Percebendo que a situação ali era mais grave, seguiu o aprendiz em direção ao cemitério. “Por Atena, que nada de ruim tenha ocorrido”, implorava o aprendiz. “Meu mestre estava perdendo a luta, e o senhor Ícaros de Sagitário afirma não mais sentir conflito algum. Que ele esteja bem, por favor, minha Senhora”.

Percorrendo as ruas desertas e silenciosas, os dois corriam em uma marcha muito apressada. Chegaram em frente ao cemitério, pularam os portões, caindo perfeitamente bem, e seguiram a procura do cavaleiro de Cão menor. Ícaros tentava encontrá-lo por seu cosmo, mas sua presença era muito fraca e ainda havia muita da energia explosiva que fora utilizada na batalha circundando todo o local. Com um pouco de procura, Ícaros observou uma mão ensangüentada caída sobre uma lápide mais ao longe.

- Ali! – apontou com o braço – Vamos.

- Mestre! – gritava Geord – Mestre! Por favor, minha Senhora. Mestre!

Quando chegaram ao local, avistaram caído o cavaleiro de bronze. Estava em péssimo estado, parecia não está respirando. Muito sangue havia escorrido de suas veias até seus orifícios, o que significava que recebera ataques ressonânticos graves, pois não havia hematomas em nenhum dos ferimentos. Ícaros precisava agir rápido, a vida de Orrin dependia dele.

- Ele vai ficar bom? – perguntou choramingando o grandalhão do Geord.

- Vai, vai sim. Com os tratamentos médicos adequados. Ele perdeu muito sangue, precisa de ajuda imediata. Diga: você viu quem ele estava enfrentando?

- Sim.
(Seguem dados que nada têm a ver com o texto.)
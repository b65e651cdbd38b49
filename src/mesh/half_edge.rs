// SPDX-License-Identifier: MIT
//
// Copyright (c) 2025 Alexandre Severino
//
// Permission is hereby granted, free of charge, to any person obtaining a copy
// of this software and associated documentation files (the "Software"), to deal
// in the Software without restriction, including without limitation the rights
// to use, copy, modify, merge, publish, distribute, sublicense, and/or sell
// copies of the Software, and to permit persons to whom the Software is
// furnished to do so, subject to the following conditions:
//
// The above copyright notice and this permission notice shall be included in
// all copies or substantial portions of the Software.
//
// THE SOFTWARE IS PROVIDED "AS IS", WITHOUT WARRANTY OF ANY KIND, EXPRESS OR
// IMPLIED, INCLUDING BUT NOT LIMITED TO THE WARRANTIES OF MERCHANTABILITY,
// FITNESS FOR A PARTICULAR PURPOSE AND NONINFRINGEMENT. IN NO EVENT SHALL THE
// AUTHORS OR COPYRIGHT HOLDERS BE LIABLE FOR ANY CLAIM, DAMAGES OR OTHER
// LIABILITY, WHETHER IN AN ACTION OF CONTRACT, TORT OR OTHERWISE, ARISING FROM,
// OUT OF OR IN CONNECTION WITH THE SOFTWARE OR THE USE OR OTHER DEALINGS IN THE
// SOFTWARE.

/// Placeholder for links not wired yet.
pub const UNLINKED: usize = usize::MAX;

/// Directed edge of a face loop, or a border edge when `face` is `None`.
#[derive(Clone, Debug)]
pub struct HalfEdge {
    /// Vertex the half-edge points to.
    pub vertex: usize,
    pub face: Option<usize>,
    pub next: usize,
    pub prev: usize,
    /// Oppositely directed half-edge on the same edge.
    pub twin: usize,
}

impl HalfEdge {
    pub fn new(vertex: usize) -> Self {
        Self {
            vertex,
            face: None,
            next: UNLINKED,
            prev: UNLINKED,
            twin: UNLINKED,
        }
    }

    pub fn is_border(&self) -> bool {
        self.face.is_none()
    }
}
Era uma espécie de “amazona morcego”. Era uma armadura não presente nas constelações. Mas…

- Sim, eu sei, o seu mestre. Pois bem, tenho que acertar seus pontos vitais para estancar o sangramento, se não ele morre antes de ser tratado. – levantando-se, expeliu um pouco de seu cosmo, fazendo a armadura do cavaleiro ficar totalmente montada ao lado de Geord, formando um pequeno cão pastor. – Agora, a constelação de Cão Menor tem como pontos vitais…

Aplicando dois golpes apenas com um dedo, acertou um no ombro esquerdo e um na coxa direita de Orrin. Sentindo os golpes, ele se contorceu um pouco de dor, mas todos os ferimentos param de sangrar.

- Pronto. Agora vamos levá-lo para o senhor de Taças. Ele deve está ocupado com os feridos da entrada, mas esse caso aqui é mais grave e urgente.